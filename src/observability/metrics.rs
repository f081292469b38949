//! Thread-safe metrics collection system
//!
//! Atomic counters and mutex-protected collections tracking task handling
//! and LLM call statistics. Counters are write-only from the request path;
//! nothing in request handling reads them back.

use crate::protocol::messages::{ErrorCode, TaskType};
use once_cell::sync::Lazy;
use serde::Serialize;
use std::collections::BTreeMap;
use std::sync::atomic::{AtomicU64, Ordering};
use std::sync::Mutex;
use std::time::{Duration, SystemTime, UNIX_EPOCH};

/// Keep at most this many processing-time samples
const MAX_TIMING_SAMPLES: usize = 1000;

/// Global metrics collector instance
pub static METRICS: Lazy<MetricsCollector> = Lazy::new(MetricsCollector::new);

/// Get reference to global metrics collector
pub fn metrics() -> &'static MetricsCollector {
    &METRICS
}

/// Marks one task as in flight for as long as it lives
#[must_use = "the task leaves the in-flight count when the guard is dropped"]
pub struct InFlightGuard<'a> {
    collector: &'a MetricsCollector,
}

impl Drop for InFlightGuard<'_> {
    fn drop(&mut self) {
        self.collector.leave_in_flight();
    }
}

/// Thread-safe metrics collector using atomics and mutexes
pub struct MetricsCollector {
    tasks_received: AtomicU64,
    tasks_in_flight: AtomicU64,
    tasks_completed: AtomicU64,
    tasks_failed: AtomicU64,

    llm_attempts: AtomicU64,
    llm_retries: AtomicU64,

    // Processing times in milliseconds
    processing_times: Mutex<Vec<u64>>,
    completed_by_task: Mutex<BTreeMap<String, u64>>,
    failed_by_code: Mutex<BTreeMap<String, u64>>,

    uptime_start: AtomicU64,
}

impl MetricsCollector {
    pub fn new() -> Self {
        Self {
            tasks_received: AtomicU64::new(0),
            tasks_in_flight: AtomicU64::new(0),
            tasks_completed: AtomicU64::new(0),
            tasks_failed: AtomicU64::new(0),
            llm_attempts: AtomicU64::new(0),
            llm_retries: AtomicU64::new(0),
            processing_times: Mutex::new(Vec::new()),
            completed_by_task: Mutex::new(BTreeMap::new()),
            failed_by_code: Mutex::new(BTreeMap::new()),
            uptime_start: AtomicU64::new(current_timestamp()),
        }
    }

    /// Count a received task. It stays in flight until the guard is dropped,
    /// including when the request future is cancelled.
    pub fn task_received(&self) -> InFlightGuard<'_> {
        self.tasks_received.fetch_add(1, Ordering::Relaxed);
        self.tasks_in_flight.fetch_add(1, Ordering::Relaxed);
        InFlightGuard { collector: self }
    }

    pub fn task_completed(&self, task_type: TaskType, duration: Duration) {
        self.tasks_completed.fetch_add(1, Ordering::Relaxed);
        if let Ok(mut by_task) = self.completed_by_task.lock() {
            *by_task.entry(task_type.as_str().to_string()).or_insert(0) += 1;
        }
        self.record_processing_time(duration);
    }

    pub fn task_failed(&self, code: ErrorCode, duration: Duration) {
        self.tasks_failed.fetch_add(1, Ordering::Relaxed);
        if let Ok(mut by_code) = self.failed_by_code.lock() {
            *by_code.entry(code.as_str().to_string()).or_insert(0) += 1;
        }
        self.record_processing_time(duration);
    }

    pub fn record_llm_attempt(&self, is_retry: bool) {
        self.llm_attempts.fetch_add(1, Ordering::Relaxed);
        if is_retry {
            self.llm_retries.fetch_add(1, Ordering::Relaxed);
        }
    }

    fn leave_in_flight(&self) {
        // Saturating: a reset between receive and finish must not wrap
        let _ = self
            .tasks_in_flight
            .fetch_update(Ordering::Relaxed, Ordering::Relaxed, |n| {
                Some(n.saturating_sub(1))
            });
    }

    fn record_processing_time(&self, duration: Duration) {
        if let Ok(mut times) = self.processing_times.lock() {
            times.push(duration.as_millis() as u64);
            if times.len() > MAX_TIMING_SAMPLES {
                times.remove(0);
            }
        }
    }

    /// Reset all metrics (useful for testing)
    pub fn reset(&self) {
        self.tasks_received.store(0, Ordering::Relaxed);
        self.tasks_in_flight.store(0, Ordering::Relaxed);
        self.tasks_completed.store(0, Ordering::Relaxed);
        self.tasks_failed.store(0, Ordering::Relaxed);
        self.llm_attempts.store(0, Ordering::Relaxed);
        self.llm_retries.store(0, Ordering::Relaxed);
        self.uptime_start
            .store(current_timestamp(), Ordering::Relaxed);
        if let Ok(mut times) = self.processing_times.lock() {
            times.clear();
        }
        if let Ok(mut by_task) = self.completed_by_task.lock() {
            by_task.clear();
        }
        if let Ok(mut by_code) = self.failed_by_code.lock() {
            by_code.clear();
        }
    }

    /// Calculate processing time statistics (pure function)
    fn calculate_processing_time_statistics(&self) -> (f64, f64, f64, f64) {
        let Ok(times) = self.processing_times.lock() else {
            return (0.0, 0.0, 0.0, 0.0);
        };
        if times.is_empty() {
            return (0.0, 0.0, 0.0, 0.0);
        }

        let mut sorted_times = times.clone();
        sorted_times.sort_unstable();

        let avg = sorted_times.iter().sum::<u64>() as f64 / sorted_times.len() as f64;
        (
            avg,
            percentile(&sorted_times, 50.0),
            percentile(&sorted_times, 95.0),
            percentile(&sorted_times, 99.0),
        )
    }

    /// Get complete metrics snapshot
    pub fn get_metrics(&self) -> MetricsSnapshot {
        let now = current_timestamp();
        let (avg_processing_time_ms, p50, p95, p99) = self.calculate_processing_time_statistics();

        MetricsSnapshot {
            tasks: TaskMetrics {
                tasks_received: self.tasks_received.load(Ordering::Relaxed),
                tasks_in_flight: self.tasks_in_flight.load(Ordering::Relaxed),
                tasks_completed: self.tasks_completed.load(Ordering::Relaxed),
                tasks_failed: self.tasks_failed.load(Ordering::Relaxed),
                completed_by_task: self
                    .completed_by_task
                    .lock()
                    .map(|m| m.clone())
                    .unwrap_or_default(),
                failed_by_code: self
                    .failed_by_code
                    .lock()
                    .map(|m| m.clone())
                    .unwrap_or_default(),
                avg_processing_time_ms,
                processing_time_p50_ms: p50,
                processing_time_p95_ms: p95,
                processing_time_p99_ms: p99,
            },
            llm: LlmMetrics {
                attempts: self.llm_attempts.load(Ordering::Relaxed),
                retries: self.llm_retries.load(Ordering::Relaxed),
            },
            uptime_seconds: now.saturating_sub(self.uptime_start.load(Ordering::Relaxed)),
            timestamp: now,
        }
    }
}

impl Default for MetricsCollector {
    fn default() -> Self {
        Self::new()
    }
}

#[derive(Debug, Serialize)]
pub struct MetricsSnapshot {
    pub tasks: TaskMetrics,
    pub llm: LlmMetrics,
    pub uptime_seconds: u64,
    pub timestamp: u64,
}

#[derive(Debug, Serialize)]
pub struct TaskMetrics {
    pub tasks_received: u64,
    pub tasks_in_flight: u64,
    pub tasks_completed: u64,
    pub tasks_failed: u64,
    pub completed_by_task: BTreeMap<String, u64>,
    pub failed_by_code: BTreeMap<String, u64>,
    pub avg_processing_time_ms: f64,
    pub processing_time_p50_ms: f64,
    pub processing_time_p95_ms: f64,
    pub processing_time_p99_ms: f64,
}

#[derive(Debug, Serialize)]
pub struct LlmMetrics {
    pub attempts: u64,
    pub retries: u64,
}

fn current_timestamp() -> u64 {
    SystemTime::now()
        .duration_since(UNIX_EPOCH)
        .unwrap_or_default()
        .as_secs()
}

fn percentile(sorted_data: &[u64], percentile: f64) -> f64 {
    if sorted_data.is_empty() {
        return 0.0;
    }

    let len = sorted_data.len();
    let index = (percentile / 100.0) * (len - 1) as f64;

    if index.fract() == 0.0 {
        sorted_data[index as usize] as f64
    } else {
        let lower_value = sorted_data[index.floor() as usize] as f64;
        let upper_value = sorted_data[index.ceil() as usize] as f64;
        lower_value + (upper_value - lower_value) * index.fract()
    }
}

==

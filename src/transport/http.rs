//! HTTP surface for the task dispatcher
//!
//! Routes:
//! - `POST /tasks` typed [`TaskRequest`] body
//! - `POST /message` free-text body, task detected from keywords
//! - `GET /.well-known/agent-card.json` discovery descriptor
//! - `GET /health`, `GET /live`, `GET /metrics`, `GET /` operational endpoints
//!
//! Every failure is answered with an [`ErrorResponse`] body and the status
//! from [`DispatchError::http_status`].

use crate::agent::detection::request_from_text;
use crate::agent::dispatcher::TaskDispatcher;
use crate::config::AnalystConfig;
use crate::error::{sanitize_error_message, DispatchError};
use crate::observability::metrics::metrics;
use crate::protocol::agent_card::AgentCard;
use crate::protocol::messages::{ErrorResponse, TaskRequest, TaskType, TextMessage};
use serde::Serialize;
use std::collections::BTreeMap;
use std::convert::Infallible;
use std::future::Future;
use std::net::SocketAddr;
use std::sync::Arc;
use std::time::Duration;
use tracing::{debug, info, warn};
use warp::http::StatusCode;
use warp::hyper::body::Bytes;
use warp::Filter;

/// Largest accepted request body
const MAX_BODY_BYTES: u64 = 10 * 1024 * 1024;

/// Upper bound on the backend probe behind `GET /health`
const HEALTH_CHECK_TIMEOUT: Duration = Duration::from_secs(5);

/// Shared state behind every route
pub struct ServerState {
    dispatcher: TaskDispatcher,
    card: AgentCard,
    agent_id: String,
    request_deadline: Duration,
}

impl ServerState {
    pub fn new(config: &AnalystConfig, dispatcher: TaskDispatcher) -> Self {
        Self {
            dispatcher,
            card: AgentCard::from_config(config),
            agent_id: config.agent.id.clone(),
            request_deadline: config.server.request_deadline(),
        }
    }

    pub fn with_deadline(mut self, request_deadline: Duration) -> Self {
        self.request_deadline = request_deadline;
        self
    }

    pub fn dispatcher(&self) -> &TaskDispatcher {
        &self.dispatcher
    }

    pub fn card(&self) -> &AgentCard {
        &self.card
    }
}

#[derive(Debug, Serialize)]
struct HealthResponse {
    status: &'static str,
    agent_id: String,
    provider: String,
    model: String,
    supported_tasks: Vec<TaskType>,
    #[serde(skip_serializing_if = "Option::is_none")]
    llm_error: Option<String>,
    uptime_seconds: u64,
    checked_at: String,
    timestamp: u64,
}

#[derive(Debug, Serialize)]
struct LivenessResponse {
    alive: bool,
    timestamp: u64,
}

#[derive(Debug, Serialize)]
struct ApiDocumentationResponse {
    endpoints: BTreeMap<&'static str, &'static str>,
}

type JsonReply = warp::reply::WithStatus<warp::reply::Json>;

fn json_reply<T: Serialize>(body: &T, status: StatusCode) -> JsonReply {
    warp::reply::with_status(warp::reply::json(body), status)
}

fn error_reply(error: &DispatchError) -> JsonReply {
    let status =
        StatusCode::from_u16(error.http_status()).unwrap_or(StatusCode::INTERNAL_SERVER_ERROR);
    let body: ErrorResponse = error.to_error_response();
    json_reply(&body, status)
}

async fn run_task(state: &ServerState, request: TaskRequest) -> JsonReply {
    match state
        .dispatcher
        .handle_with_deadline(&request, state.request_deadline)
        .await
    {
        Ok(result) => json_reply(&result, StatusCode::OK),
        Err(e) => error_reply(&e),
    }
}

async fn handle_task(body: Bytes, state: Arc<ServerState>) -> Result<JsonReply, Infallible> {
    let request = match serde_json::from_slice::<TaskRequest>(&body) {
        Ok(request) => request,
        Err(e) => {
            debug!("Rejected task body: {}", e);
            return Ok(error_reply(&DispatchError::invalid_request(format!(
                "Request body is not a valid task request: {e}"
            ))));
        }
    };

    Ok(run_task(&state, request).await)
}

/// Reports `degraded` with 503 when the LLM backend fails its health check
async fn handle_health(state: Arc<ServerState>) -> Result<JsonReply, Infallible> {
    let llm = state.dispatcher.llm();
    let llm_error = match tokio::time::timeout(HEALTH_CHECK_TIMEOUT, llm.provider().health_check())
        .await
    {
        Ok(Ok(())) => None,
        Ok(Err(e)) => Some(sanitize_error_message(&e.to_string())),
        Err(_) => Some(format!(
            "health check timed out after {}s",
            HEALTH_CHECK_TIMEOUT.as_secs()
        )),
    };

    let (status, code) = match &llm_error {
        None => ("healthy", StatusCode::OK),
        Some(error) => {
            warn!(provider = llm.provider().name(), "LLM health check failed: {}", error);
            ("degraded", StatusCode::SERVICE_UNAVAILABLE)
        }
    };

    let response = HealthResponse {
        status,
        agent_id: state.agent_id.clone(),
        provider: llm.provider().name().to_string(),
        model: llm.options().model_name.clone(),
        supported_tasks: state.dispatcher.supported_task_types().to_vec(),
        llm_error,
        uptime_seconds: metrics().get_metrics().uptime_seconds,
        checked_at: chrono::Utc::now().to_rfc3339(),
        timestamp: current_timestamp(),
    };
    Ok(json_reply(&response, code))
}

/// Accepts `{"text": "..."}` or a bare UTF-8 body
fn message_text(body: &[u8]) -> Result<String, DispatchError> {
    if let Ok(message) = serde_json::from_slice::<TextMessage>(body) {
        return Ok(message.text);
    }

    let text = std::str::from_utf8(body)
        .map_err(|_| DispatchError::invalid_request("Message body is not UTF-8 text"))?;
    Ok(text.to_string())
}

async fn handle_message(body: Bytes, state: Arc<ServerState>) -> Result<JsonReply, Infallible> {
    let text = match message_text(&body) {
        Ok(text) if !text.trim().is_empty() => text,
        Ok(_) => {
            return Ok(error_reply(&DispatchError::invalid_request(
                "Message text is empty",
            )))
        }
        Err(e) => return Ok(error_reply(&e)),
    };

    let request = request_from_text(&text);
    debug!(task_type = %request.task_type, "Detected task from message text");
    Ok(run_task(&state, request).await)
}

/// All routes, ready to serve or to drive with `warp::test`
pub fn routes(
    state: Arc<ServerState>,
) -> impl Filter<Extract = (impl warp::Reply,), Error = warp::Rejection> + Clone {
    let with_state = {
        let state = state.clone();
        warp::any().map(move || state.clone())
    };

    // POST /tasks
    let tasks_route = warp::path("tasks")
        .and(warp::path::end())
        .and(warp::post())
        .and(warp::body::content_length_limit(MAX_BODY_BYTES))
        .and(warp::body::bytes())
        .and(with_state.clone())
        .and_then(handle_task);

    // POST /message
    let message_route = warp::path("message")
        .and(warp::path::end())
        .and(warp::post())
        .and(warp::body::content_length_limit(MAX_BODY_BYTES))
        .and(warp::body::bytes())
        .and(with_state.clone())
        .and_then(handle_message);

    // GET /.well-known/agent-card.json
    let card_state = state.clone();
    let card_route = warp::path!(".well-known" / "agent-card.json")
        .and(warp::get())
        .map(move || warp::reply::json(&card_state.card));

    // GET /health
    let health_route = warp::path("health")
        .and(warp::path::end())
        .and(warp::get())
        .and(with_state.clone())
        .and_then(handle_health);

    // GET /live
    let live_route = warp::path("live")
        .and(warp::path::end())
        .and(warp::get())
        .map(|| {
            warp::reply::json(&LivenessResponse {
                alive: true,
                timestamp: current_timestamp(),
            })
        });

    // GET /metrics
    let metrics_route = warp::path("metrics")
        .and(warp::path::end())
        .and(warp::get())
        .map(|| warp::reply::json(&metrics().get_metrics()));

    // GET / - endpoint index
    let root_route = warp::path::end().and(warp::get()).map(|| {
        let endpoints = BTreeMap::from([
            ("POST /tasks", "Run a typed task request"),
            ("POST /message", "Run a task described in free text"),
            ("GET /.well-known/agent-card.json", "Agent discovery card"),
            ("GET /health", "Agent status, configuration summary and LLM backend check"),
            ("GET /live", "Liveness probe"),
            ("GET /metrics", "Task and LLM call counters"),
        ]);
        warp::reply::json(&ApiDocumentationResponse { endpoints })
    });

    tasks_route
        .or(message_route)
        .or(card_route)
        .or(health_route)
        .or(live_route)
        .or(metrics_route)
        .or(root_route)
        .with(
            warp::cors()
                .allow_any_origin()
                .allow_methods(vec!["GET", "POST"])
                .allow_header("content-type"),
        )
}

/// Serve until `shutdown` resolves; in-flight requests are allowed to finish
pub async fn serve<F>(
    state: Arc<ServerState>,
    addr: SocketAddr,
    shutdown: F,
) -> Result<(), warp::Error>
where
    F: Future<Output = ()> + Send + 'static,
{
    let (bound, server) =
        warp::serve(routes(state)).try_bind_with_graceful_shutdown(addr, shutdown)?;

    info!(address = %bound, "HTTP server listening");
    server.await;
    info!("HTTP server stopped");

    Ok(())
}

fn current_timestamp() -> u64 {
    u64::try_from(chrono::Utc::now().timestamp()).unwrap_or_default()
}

▸ **What you should do**: For each line of the material that contains "async", return a copy.

▸ **Solved problem**:
async fn run_task(state: &ServerState, request: TaskRequest) -> JsonReply {
async fn handle_task(body: Bytes, state: Arc<ServerState>) -> Result<JsonReply, Infallible> {
async fn handle_health(state: Arc<ServerState>) -> Result<JsonReply, Infallible> {
async fn handle_message(body: Bytes, state: Arc<ServerState>) -> Result<JsonReply, Infallible> {
pub async fn serve<F>(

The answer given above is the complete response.